### [Work item]
For the word "ProgramInput", state how many lines of the records include it, with no other text.

### [Records supplied]
**********

//! OpenPGP algorithm identifiers and the symmetric primitives the testers call.
//!
//! Identifiers are stored as they appear in the key (RFC 4880 numbering) and are only
//! checked when a tester is initialised, so an unsupported cipher is reported as a
//! setup error for the attack rather than as a key loading failure.
//!
//! | Id | Cipher | Block | Key |
//! |----|--------|-------|-----|
//! | 1 | IDEA | 8 | 16 (not supported) |
//! | 3 | CAST5 | 8 | 16 |
//! | 4 | Blowfish | 8 | 16 |
//! | 7 | AES-128 | 16 | 16 |
//! | 8 | AES-192 | 16 | 24 |
//! | 9 | AES-256 | 16 | 32 |

use std::fmt;

use cipher::{AsyncStreamCipher, BlockCipher, BlockEncryptMut, KeyInit, KeyIvInit};
use serde::{Deserialize, Serialize};

use crate::error::{Error, Result};

/// Symmetric cipher identifier as stored in the key's S2K block.
#[derive(Debug, Clone, Copy, PartialEq, Eq, Hash, Serialize, Deserialize)]
#[serde(from = "u8", into = "u8")]
pub enum CipherAlgorithm {
    /// IDEA (1).
    Idea,
    /// Triple-DES (2).
    TripleDes,
    /// CAST5 (3).
    Cast5,
    /// Blowfish with a 128-bit key (4).
    Blowfish,
    /// AES with a 128-bit key (7).
    Aes128,
    /// AES with a 192-bit key (8).
    Aes192,
    /// AES with a 256-bit key (9).
    Aes256,
    /// Twofish (10).
    Twofish,
    /// Any other identifier.
    Unknown(u8),
}

impl From<u8> for CipherAlgorithm {
    fn from(id: u8) -> Self {
        match id {
            1 => Self::Idea,
            2 => Self::TripleDes,
            3 => Self::Cast5,
            4 => Self::Blowfish,
            7 => Self::Aes128,
            8 => Self::Aes192,
            9 => Self::Aes256,
            10 => Self::Twofish,
            other => Self::Unknown(other),
        }
    }
}

impl From<CipherAlgorithm> for u8 {
    fn from(alg: CipherAlgorithm) -> Self {
        match alg {
            CipherAlgorithm::Idea => 1,
            CipherAlgorithm::TripleDes => 2,
            CipherAlgorithm::Cast5 => 3,
            CipherAlgorithm::Blowfish => 4,
            CipherAlgorithm::Aes128 => 7,
            CipherAlgorithm::Aes192 => 8,
            CipherAlgorithm::Aes256 => 9,
            CipherAlgorithm::Twofish => 10,
            CipherAlgorithm::Unknown(id) => id,
        }
    }
}

impl fmt::Display for CipherAlgorithm {
    fn fmt(&self, f: &mut fmt::Formatter<'_>) -> fmt::Result {
        match self {
            Self::Idea => write!(f, "IDEA"),
            Self::TripleDes => write!(f, "3DES"),
            Self::Cast5 => write!(f, "CAST5"),
            Self::Blowfish => write!(f, "Blowfish"),
            Self::Aes128 => write!(f, "AES-128"),
            Self::Aes192 => write!(f, "AES-192"),
            Self::Aes256 => write!(f, "AES-256"),
            Self::Twofish => write!(f, "Twofish"),
            Self::Unknown(id) => write!(f, "cipher {}", id),
        }
    }
}

/// Hash algorithm identifier used by the S2K function.
#[derive(Debug, Clone, Copy, PartialEq, Eq, Hash, Serialize, Deserialize)]
#[serde(from = "u8", into = "u8")]
pub enum HashAlgorithm {
    /// MD5 (1).
    Md5,
    /// SHA-1 (2).
    Sha1,
    /// RIPEMD-160 (3).
    Ripemd160,
    /// SHA-256 (8).
    Sha256,
    /// Any other identifier.
    Unknown(u8),
}

impl From<u8> for HashAlgorithm {
    fn from(id: u8) -> Self {
        match id {
            1 => Self::Md5,
            2 => Self::Sha1,
            3 => Self::Ripemd160,
            8 => Self::Sha256,
            other => Self::Unknown(other),
        }
    }
}

impl From<HashAlgorithm> for u8 {
    fn from(alg: HashAlgorithm) -> Self {
        match alg {
            HashAlgorithm::Md5 => 1,
            HashAlgorithm::Sha1 => 2,
            HashAlgorithm::Ripemd160 => 3,
            HashAlgorithm::Sha256 => 8,
            HashAlgorithm::Unknown(id) => id,
        }
    }
}

impl fmt::Display for HashAlgorithm {
    fn fmt(&self, f: &mut fmt::Formatter<'_>) -> fmt::Result {
        match self {
            Self::Md5 => write!(f, "MD5"),
            Self::Sha1 => write!(f, "SHA-1"),
            Self::Ripemd160 => write!(f, "RIPEMD-160"),
            Self::Sha256 => write!(f, "SHA-256"),
            Self::Unknown(id) => write!(f, "hash {}", id),
        }
    }
}

/// A cipher the testers can run in OpenPGP CFB mode.
///
/// One variant per supported algorithm; each dispatches to a monomorphised
/// RustCrypto implementation. Keys change with every candidate, so the cipher is
/// keyed per call rather than held pre-keyed.
#[derive(Debug, Clone, Copy, PartialEq, Eq)]
pub enum CfbCipher {
    /// CAST5, 8-byte blocks, 16-byte key.
    Cast5,
    /// Blowfish, 8-byte blocks, 16-byte key.
    Blowfish,
    /// AES-128.
    Aes128,
    /// AES-192.
    Aes192,
    /// AES-256.
    Aes256,
}

impl CfbCipher {
    /// Selects the implementation for `alg`.
    ///
    /// # Errors
    ///
    /// Returns [`Error::UnsupportedAlgorithm`] for IDEA and anything not listed in
    /// the module table.
    pub fn for_algorithm(alg: CipherAlgorithm) -> Result<Self> {
        match alg {
            CipherAlgorithm::Cast5 => Ok(Self::Cast5),
            CipherAlgorithm::Blowfish => Ok(Self::Blowfish),
            CipherAlgorithm::Aes128 => Ok(Self::Aes128),
            CipherAlgorithm::Aes192 => Ok(Self::Aes192),
            CipherAlgorithm::Aes256 => Ok(Self::Aes256),
            other => Err(Error::UnsupportedAlgorithm(format!(
                "unsupported cipher algorithm: {} ({})",
                u8::from(other),
                other
            ))),
        }
    }

    /// Cipher block size in bytes.
    pub fn block_size(self) -> usize {
        match self {
            Self::Cast5 | Self::Blowfish => 8,
            Self::Aes128 | Self::Aes192 | Self::Aes256 => 16,
        }
    }

    /// Key size in bytes.
    pub fn key_size(self) -> usize {
        match self {
            Self::Cast5 | Self::Blowfish | Self::Aes128 => 16,
            Self::Aes192 => 24,
            Self::Aes256 => 32,
        }
    }

    /// Decrypts `buf` in place with CFB mode starting from `iv`.
    ///
    /// # Errors
    ///
    /// Returns [`Error::Key`] if `key` or `iv` has the wrong length.
    pub fn decrypt(self, key: &[u8], iv: &[u8], buf: &mut [u8]) -> Result<()> {
        match self {
            Self::Cast5 => cfb_decrypt::<cast5::Cast5>(key, iv, buf),
            Self::Blowfish => cfb_decrypt::<blowfish::Blowfish>(key, iv, buf),
            Self::Aes128 => cfb_decrypt::<aes::Aes128>(key, iv, buf),
            Self::Aes192 => cfb_decrypt::<aes::Aes192>(key, iv, buf),
            Self::Aes256 => cfb_decrypt::<aes::Aes256>(key, iv, buf),
        }
    }

    /// Encrypts `buf` in place with CFB mode starting from `iv`.
    ///
    /// Used to build fixtures; the attack itself only decrypts.
    ///
    /// # Errors
    ///
    /// Returns [`Error::Key`] if `key` or `iv` has the wrong length.
    pub fn encrypt(self, key: &[u8], iv: &[u8], buf: &mut [u8]) -> Result<()> {
        match self {
            Self::Cast5 => cfb_encrypt::<cast5::Cast5>(key, iv, buf),
            Self::Blowfish => cfb_encrypt::<blowfish::Blowfish>(key, iv, buf),
            Self::Aes128 => cfb_encrypt::<aes::Aes128>(key, iv, buf),
            Self::Aes192 => cfb_encrypt::<aes::Aes192>(key, iv, buf),
            Self::Aes256 => cfb_encrypt::<aes::Aes256>(key, iv, buf),
        }
    }
}

fn cfb_decrypt<C>(key: &[u8], iv: &[u8], buf: &mut [u8]) -> Result<()>
where
    C: BlockEncryptMut + BlockCipher + KeyInit,
{
    let decryptor = cfb_mode::Decryptor::<C>::new_from_slices(key, iv)
        .map_err(|_| Error::Key(format!("bad key ({}) or iv ({}) length", key.len(), iv.len())))?;
    decryptor.decrypt(buf);
    Ok(())
}

fn cfb_encrypt<C>(key: &[u8], iv: &[u8], buf: &mut [u8]) -> Result<()>
where
    C: BlockEncryptMut + BlockCipher + KeyInit,
{
    let encryptor = cfb_mode::Encryptor::<C>::new_from_slices(key, iv)
        .map_err(|_| Error::Key(format!("bad key ({}) or iv ({}) length", key.len(), iv.len())))?;
    encryptor.encrypt(buf);
    Ok(())
}

#[cfg(test)]
mod tests {
    use super::*;

    #[test]
    fn test_ids_round_trip() {
        for id in 0..=255u8 {
            assert_eq!(u8::from(CipherAlgorithm::from(id)), id);
            assert_eq!(u8::from(HashAlgorithm::from(id)), id);
        }
    }

    #[test]
    fn test_idea_is_rejected() {
        let err = CfbCipher::for_algorithm(CipherAlgorithm::Idea).unwrap_err();
        assert!(matches!(err, Error::UnsupportedAlgorithm(_)));
        assert!(err.to_string().contains("IDEA"));
        assert!(CfbCipher::for_algorithm(CipherAlgorithm::Unknown(42)).is_err());
    }

    #[test]
    fn test_sizes() {
        let cast5 = CfbCipher::for_algorithm(CipherAlgorithm::Cast5).unwrap();
        assert_eq!((cast5.block_size(), cast5.key_size()), (8, 16));
        let aes = CfbCipher::for_algorithm(CipherAlgorithm::Aes256).unwrap();
        assert_eq!((aes.block_size(), aes.key_size()), (16, 32));
    }

    #[test]
    fn test_decrypt_inverts_encrypt() {
        let plaintext = b"an odd length buffer spanning several blocks!".to_vec();
        for cipher in [
            CfbCipher::Cast5,
            CfbCipher::Blowfish,
            CfbCipher::Aes128,
            CfbCipher::Aes192,
            CfbCipher::Aes256,
        ] {
            let key = vec![0x5a; cipher.key_size()];
            let iv = vec![0x11; cipher.block_size()];
            let mut buf = plaintext.clone();
            cipher.encrypt(&key, &iv, &mut buf).unwrap();
            assert_ne!(buf, plaintext);

            // Decrypting only the first block yields the first plaintext block.
            let mut head = buf[..cipher.block_size()].to_vec();
            cipher.decrypt(&key, &iv, &mut head).unwrap();
            assert_eq!(head, plaintext[..cipher.block_size()]);

            cipher.decrypt(&key, &iv, &mut buf).unwrap();
            assert_eq!(buf, plaintext);
        }
    }

    #[test]
    fn test_wrong_iv_length() {
        let mut buf = [0u8; 8];
        assert!(matches!(
            CfbCipher::Cast5.decrypt(&[0; 16], &[0; 4], &mut buf),
            Err(Error::Key(_))
        ));
    }
}
use std::cmp::Ordering;
use std::collections::BTreeMap;
use std::fs;
use std::path::PathBuf;
use std::sync::{Arc, RwLock};

use anyhow::{bail, ensure, Context, Result};
use chrono::{DateTime, Utc};
use serde::{Deserialize, Serialize};
use tracing::{info, warn};

use crate::corpus::{build_documents, DocMeta};
use crate::embedding::{EmbeddingClient, EMBEDDING_DIM};
use crate::parser::curriculum::CurriculumTable;
use crate::parser::ProgramRecord;

pub const DEFAULT_TOP_K: usize = 5;
pub const DEFAULT_MIN_SCORE: f32 = 0.2;

const DOCUMENTS_FILE: &str = "documents.json";
const EMBEDDINGS_FILE: &str = "embeddings.bin";
const SUMMARY_FILE: &str = "corpus_summary.json";

/// One program ready for indexing.
pub struct ProgramInput {
    pub record: ProgramRecord,
    pub curriculum: Option<CurriculumTable>,
}

/// The aligned triple. Immutable once published; rebuilds create a fresh
/// Index and swap the Arc, so concurrent searches always see one consistent
/// snapshot.
#[derive(Default)]
struct Index {
    documents: Vec<String>,
    metadata: Vec<DocMeta>,
    embeddings: Vec<Vec<f32>>,
}

#[derive(Debug, Clone)]
pub struct SearchHit {
    pub document: String,
    pub metadata: DocMeta,
    pub score: f32,
}

/// Per-program document counts written next to the corpus for diagnostics.
/// Never read back by the engine.
#[derive(Debug, Serialize, Deserialize)]
pub struct CorpusSummary {
    pub built_at: DateTime<Utc>,
    pub documents: usize,
    pub programs: BTreeMap<String, BTreeMap<String, usize>>,
}

#[derive(Serialize, Deserialize)]
struct DocumentsFile {
    documents: Vec<String>,
    metadata: Vec<DocMeta>,
}

pub struct VectorStore {
    client: EmbeddingClient,
    data_dir: PathBuf,
    index: RwLock<Arc<Index>>,
}

impl VectorStore {
    pub fn new(client: EmbeddingClient, data_dir: impl Into<PathBuf>) -> Self {
        Self {
            client,
            data_dir: data_dir.into(),
            index: RwLock::new(Arc::new(Index::default())),
        }
    }

    pub fn len(&self) -> usize {
        self.snapshot().documents.len()
    }

    pub fn is_empty(&self) -> bool {
        self.len() == 0
    }

    /// Rebuild the corpus wholesale from parsed programs, embed it, publish
    /// the new triple in one swap, and persist. Returns the document count.
    pub async fn build(&self, programs: &[ProgramInput]) -> Result<usize> {
        let mut documents = Vec::new();
        let mut metadata = Vec::new();
        for program in programs {
            for (text, meta) in
                build_documents(&program.record, program.curriculum.as_ref())
            {
                documents.push(text);
                metadata.push(meta);
            }
        }
        info!("Built {} documents from {} programs", documents.len(), programs.len());

        let embeddings = self.client.embed_documents(&documents).await;
        ensure!(
            documents.len() == metadata.len() && metadata.len() == embeddings.len(),
            "corpus triple out of alignment: {} documents, {} metadata, {} embeddings",
            documents.len(),
            metadata.len(),
            embeddings.len()
        );
        ensure!(
            embeddings.iter().all(|row| row.len() == EMBEDDING_DIM),
            "embedding rows are not all {}-dimensional",
            EMBEDDING_DIM
        );

        let index = Index {
            documents,
            metadata,
            embeddings,
        };
        self.save(&index)?;
        let count = index.documents.len();
        *self.index.write().expect("index lock poisoned") = Arc::new(index);
        Ok(count)
    }

    /// Rank every corpus document against the query by cosine similarity.
    ///
    /// An empty store short-circuits to an empty list without touching the
    /// embedding service; a service failure degrades to an empty list as
    /// well. Only a malformed (blank) query is surfaced as an error.
    pub async fn search(
        &self,
        query: &str,
        top_k: usize,
        min_score: f32,
    ) -> Result<Vec<SearchHit>> {
        ensure!(!query.trim().is_empty(), "query must not be blank");

        let index = self.snapshot();
        if index.documents.is_empty() {
            return Ok(Vec::new());
        }

        let query_vector = match self.client.embed_query(query).await {
            Ok(vector) => vector,
            Err(e) => {
                warn!("Query embedding failed ({}); returning no context", e);
                return Ok(Vec::new());
            }
        };

        let hits = rank(&query_vector, &index.embeddings, top_k, min_score)
            .into_iter()
            .map(|(i, score)| SearchHit {
                document: index.documents[i].clone(),
                metadata: index.metadata[i].clone(),
                score,
            })
            .collect();
        Ok(hits)
    }

    /// Repopulate the triple from persisted state. `Ok(false)` means no
    /// database has been built yet, which is not an error.
    pub fn load(&self) -> Result<bool> {
        let documents_path = self.data_dir.join(DOCUMENTS_FILE);
        let embeddings_path = self.data_dir.join(EMBEDDINGS_FILE);
        if !documents_path.exists() || !embeddings_path.exists() {
            return Ok(false);
        }

        let raw = fs::read_to_string(&documents_path)
            .with_context(|| format!("failed to read {}", documents_path.display()))?;
        let file: DocumentsFile = serde_json::from_str(&raw)
            .with_context(|| format!("corrupt {}", documents_path.display()))?;

        let blob = fs::read(&embeddings_path)
            .with_context(|| format!("failed to read {}", embeddings_path.display()))?;
        let embeddings = decode_matrix(&blob)
            .with_context(|| format!("corrupt {}", embeddings_path.display()))?;

        ensure!(
            file.documents.len() == file.metadata.len()
                && file.metadata.len() == embeddings.len(),
            "persisted triple out of alignment: {} documents, {} metadata, {} embeddings",
            file.documents.len(),
            file.metadata.len(),
            embeddings.len()
        );

        let index = Index {
            documents: file.documents,
            metadata: file.metadata,
            embeddings,
        };
        info!("Loaded {} documents from {}", index.documents.len(), self.data_dir.display());
        *self.index.write().expect("index lock poisoned") = Arc::new(index);
        Ok(true)
    }

    pub fn load_summary(&self) -> Option<CorpusSummary> {
        let raw = fs::read_to_string(self.data_dir.join(SUMMARY_FILE)).ok()?;
        serde_json::from_str(&raw).ok()
    }

    fn snapshot(&self) -> Arc<Index> {
        self.index.read().expect("index lock poisoned").clone()
    }

    fn save(&self, index: &Index) -> Result<()> {
        fs::create_dir_all(&self.data_dir)
            .with_context(|| format!("failed to create {}", self.data_dir.display()))?;

        let file = DocumentsFile {
            documents: index.documents.clone(),
            metadata: index.metadata.clone(),
        };
        fs::write(
            self.data_dir.join(DOCUMENTS_FILE),
            serde_json::to_string_pretty(&file)?,
        )?;
        fs::write(
            self.data_dir.join(EMBEDDINGS_FILE),
            encode_matrix(&index.embeddings),
        )?;
        fs::write(
            self.data_dir.join(SUMMARY_FILE),
            serde_json::to_string_pretty(&summarize(index))?,
        )?;
        Ok(())
    }
}

fn summarize(index: &Index) -> CorpusSummary {
    let mut programs: BTreeMap<String, BTreeMap<String, usize>> = BTreeMap::new();
    for meta in &index.metadata {
        *programs
            .entry(meta.program.clone())
            .or_default()
            .entry(meta.doc_type.clone())
            .or_default() += 1;
    }
    CorpusSummary {
        built_at: Utc::now(),
        documents: index.documents.len(),
        programs,
    }
}

/// Top-k indices by descending cosine similarity. The sort is stable, so
/// equal scores keep corpus order; everything at or below `min_score` is
/// dropped after truncation.
fn rank(query: &[f32], embeddings: &[Vec<f32>], top_k: usize, min_score: f32) -> Vec<(usize, f32)> {
    let mut scored: Vec<(usize, f32)> = embeddings
        .iter()
        .enumerate()
        .map(|(i, row)| (i, cosine_similarity(query, row)))
        .collect();
    scored.sort_by(|a, b| b.1.partial_cmp(&a.1).unwrap_or(Ordering::Equal));
    scored.truncate(top_k);
    scored.retain(|(_, score)| *score > min_score);
    scored
}

fn cosine_similarity(left: &[f32], right: &[f32]) -> f32 {
    if left.len() != right.len() || left.is_empty() {
        return 0.0;
    }
    let mut dot = 0f64;
    let mut left_norm = 0f64;
    let mut right_norm = 0f64;
    for (l, r) in left.iter().zip(right.iter()) {
        let (l, r) = (f64::from(*l), f64::from(*r));
        dot += l * r;
        left_norm += l * l;
        right_norm += r * r;
    }
    if left_norm <= 0.0 || right_norm <= 0.0 {
        return 0.0;
    }
    (dot / (left_norm.sqrt() * right_norm.sqrt())) as f32
}

// ── Matrix file: u32 LE row count, u32 LE dim, then f32 LE rows ──

fn encode_matrix(rows: &[Vec<f32>]) -> Vec<u8> {
    let dim = rows.first().map(Vec::len).unwrap_or(0);
    let mut out = Vec::with_capacity(8 + rows.len() * dim * 4);
    out.extend_from_slice(&(rows.len() as u32).to_le_bytes());
    out.extend_from_slice(&(dim as u32).to_le_bytes());
    for row in rows {
        for value in row {
            out.extend_from_slice(&value.to_le_bytes());
        }
    }
    out
}

fn decode_matrix(blob: &[u8]) -> Result<Vec<Vec<f32>>> {
    if blob.len() < 8 {
        bail!("matrix file too short for its header");
    }
    let rows = u32::from_le_bytes([blob[0], blob[1], blob[2], blob[3]]) as usize;
    let dim = u32::from_le_bytes([blob[4], blob[5], blob[6], blob[7]]) as usize;
    let body = &blob[8..];
    ensure!(
        body.len() == rows * dim * 4,
        "matrix file body is {} bytes, expected {} ({} rows x {} dim)",
        body.len(),
        rows * dim * 4,
        rows,
        dim
    );

    if dim == 0 {
        return Ok(vec![Vec::new(); rows]);
    }

    let mut out = Vec::with_capacity(rows);
    for row_bytes in body.chunks_exact(dim * 4) {
        let mut row = Vec::with_capacity(dim);
        for chunk in row_bytes.chunks_exact(4) {
            row.push(f32::from_le_bytes([chunk[0], chunk[1], chunk[2], chunk[3]]));
        }
        out.push(row);
    }
    Ok(out)
}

**********

### [Your solution]
2